Pourquoi avoir peur des cimetières ?

ceremonie-defunt

Fait-il peur ce cimetière ? A t-on peur des revenants ?

C’est une question très sensible au XIXè s, les hommes et les femmes du XIX è s ne sont pas contemporains mentalement de ce point de vue là, c’est à dire que dans les campagnes vous avez un rapport aux morts de type ancien, qui souvent perdure tout au long du XIXè s , de crainte vis à vis des morts et on s’arrange pour qu’ils ne reviennent, on prie Dieu pour qu’il les enferme dans l’au delà, et en même temps il y a toute une religion nouvelle des morts qui se met en place, une religion très affective qui cherche à maintenir des relations avec les morts en dépit de la séparation, cela peut passer par des voies religieuses orthodoxes, ça peut aussi passer par des pratiques nouvelles comme le spiritisme qui arrive des Etats Unis, au milieu de XIXè s, et là on a des communications organisées avec les morts, mais des morts qu’on ne cherche plus à évacuer comme des revenants ou empêcher de revenir, au contraire qu’on cherche à faire revenir pour une sorte de commerce, de dialogue perpétué avec ceux qu’on aime.

Comment les morts sont honorés par les vivants ?
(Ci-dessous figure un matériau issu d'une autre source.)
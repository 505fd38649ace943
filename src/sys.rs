//! OS virtual-memory calls.
//!
//! Everything that talks to the kernel's page tables goes through here:
//! reserving address space, committing and decommitting pages inside a
//! reservation, moveable remapping, and file-backed fixed mapping for the
//! pseudo-page engine. Failures carry the operation name and the errno;
//! callers treat them as fatal (see the crate docs on error handling).

use core::fmt;
use core::ptr::{self, NonNull};

use errno::{errno, Errno};

/// An OS mapping call that failed, with its errno.
#[derive(Debug, Clone, Copy, PartialEq, Eq)]
pub struct SysError {
    /// Which call failed (`"mmap"`, `"mremap"`, ...).
    pub op: &'static str,
    pub errno: Errno,
}

impl fmt::Display for SysError {
    fn fmt(&self, f: &mut fmt::Formatter<'_>) -> fmt::Result {
        write!(f, "{} failed: {}", self.op, self.errno)
    }
}

impl std::error::Error for SysError {}

fn last_error(op: &'static str) -> SysError {
    SysError { op, errno: errno() }
}

/// The system page size, in bytes.
pub fn page_size() -> usize {
    sysconf::page::pagesize()
}

/// Reserve `len` bytes of address space without backing memory.
///
/// The region is `PROT_NONE` and `MAP_NORESERVE`: touching it faults, and
/// it costs no swap. Pages inside it are later committed with
/// [`commit`] or mapped over with [`map_shared_fixed`].
pub fn reserve(len: usize) -> Result<NonNull<u8>, SysError> {
    let addr = unsafe {
        libc::mmap(
            ptr::null_mut(),
            len,
            libc::PROT_NONE,
            libc::MAP_PRIVATE | libc::MAP_ANONYMOUS | libc::MAP_NORESERVE,
            -1,
            0,
        )
    };
    if addr == libc::MAP_FAILED {
        return Err(last_error("mmap"));
    }
    // mmap never hands out the null page.
    Ok(unsafe { NonNull::new_unchecked(addr as *mut u8) })
}

/// Commit `len` bytes of read/write anonymous memory at exactly `addr`.
///
/// `addr` must lie inside a region this process owns (a reservation from
/// [`reserve`]); `MAP_FIXED` replaces whatever mapping was there.
pub fn commit(addr: *mut u8, len: usize) -> Result<(), SysError> {
    let ret = unsafe {
        libc::mmap(
            addr as *mut libc::c_void,
            len,
            libc::PROT_READ | libc::PROT_WRITE,
            libc::MAP_PRIVATE | libc::MAP_ANONYMOUS | libc::MAP_FIXED,
            -1,
            0,
        )
    };
    if ret == libc::MAP_FAILED {
        return Err(last_error("mmap"));
    }
    Ok(())
}

/// Release the backing memory of `len` bytes at `addr`, keeping the
/// address range reserved.
///
/// The range is replaced with a fresh `PROT_NONE`/`MAP_NORESERVE`
/// mapping, so the kernel may reclaim the pages but the addresses stay
/// owned by this process and can be committed again later.
pub fn decommit(addr: *mut u8, len: usize) -> Result<(), SysError> {
    let ret = unsafe {
        libc::mmap(
            addr as *mut libc::c_void,
            len,
            libc::PROT_NONE,
            libc::MAP_PRIVATE | libc::MAP_ANONYMOUS | libc::MAP_FIXED | libc::MAP_NORESERVE,
            -1,
            0,
        )
    };
    if ret == libc::MAP_FAILED {
        return Err(last_error("mmap"));
    }
    Ok(())
}

/// Unmap `len` bytes at `addr` entirely, returning the address range to
/// the OS.
pub fn unmap(addr: *mut u8, len: usize) -> Result<(), SysError> {
    let ret = unsafe { libc::munmap(addr as *mut libc::c_void, len) };
    if ret != 0 {
        return Err(last_error("munmap"));
    }
    Ok(())
}

/// Resize the mapping at `addr` from `old_len` to `new_len` bytes,
/// letting the kernel move it. Returns the (possibly new) base address.
pub fn remap_move(addr: *mut u8, old_len: usize, new_len: usize) -> Result<NonNull<u8>, SysError> {
    let ret = unsafe {
        libc::mremap(
            addr as *mut libc::c_void,
            old_len,
            new_len,
            libc::MREMAP_MAYMOVE,
        )
    };
    if ret == libc::MAP_FAILED {
        return Err(last_error("mremap"));
    }
    Ok(unsafe { NonNull::new_unchecked(ret as *mut u8) })
}

/// Map `len` bytes of `fd` at file offset `offset` to exactly `addr`,
/// shared and read/write.
///
/// This is how pseudo-pages are bound: the page provider's fd addresses
/// physical page `id` at offset `id * page_size`, and the same offset may
/// be mapped at several virtual addresses at once.
pub fn map_shared_fixed(
    addr: *mut u8,
    len: usize,
    fd: libc::c_int,
    offset: i64,
) -> Result<(), SysError> {
    let ret = unsafe {
        libc::mmap(
            addr as *mut libc::c_void,
            len,
            libc::PROT_READ | libc::PROT_WRITE,
            libc::MAP_SHARED | libc::MAP_FIXED,
            fd,
            offset as libc::off_t,
        )
    };
    if ret == libc::MAP_FAILED {
        return Err(last_error("mmap"));
    }
    Ok(())
}

#[cfg(test)]
mod tests {
    use super::*;

    use test_log::test;

    #[test]
    fn test_page_size_sane() {
        let ps = page_size();
        assert!(ps >= 4096);
        assert!(ps.is_power_of_two());
    }

    #[test]
    fn test_reserve_commit_decommit() {
        let ps = page_size();
        let base = reserve(4 * ps).unwrap().as_ptr();

        commit(base, 2 * ps).unwrap();
        unsafe {
            base.write(0xa5);
            base.add(2 * ps - 1).write(0x5a);
            assert_eq!(base.read(), 0xa5);
        }

        // Decommit and commit again: the contents are gone but the
        // addresses still work.
        decommit(base, 2 * ps).unwrap();
        commit(base, ps).unwrap();
        unsafe { assert_eq!(base.read(), 0) };

        unmap(base, 4 * ps).unwrap();
    }

    #[test]
    fn test_remap_preserves_contents() {
        let ps = page_size();
        let mut base = reserve(ps).unwrap().as_ptr();
        commit(base, ps).unwrap();
        unsafe { base.write_bytes(0x77, ps) };

        base = remap_move(base, ps, 4 * ps).unwrap().as_ptr();
        unsafe {
            assert_eq!(base.read(), 0x77);
            assert_eq!(base.add(ps - 1).read(), 0x77);
        }
        unmap(base, 4 * ps).unwrap();
    }
}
Pour la période du haut moyen âge, la façon dont les vivants habitaient ces cimetières est compliquée à appréhender. D’un point de vue religieux, comme le cimetière est intégré dans l’habitat et autour de l’église, la fréquentation est quotidienne pour aller prier, pour éventuellement aller sur la tombe, ensuite on a aussi toute une série d’activités qui prennent place dans le cimetière parce que dans l’espace urbain c’est souvent le seul , un des seuls lieux libres, il y a une telle densité d’habitats que le cimetière devient un lieu de rendez-vous comme une sorte de place, on y tient des marchés, on y prend des décisions collectives importantes.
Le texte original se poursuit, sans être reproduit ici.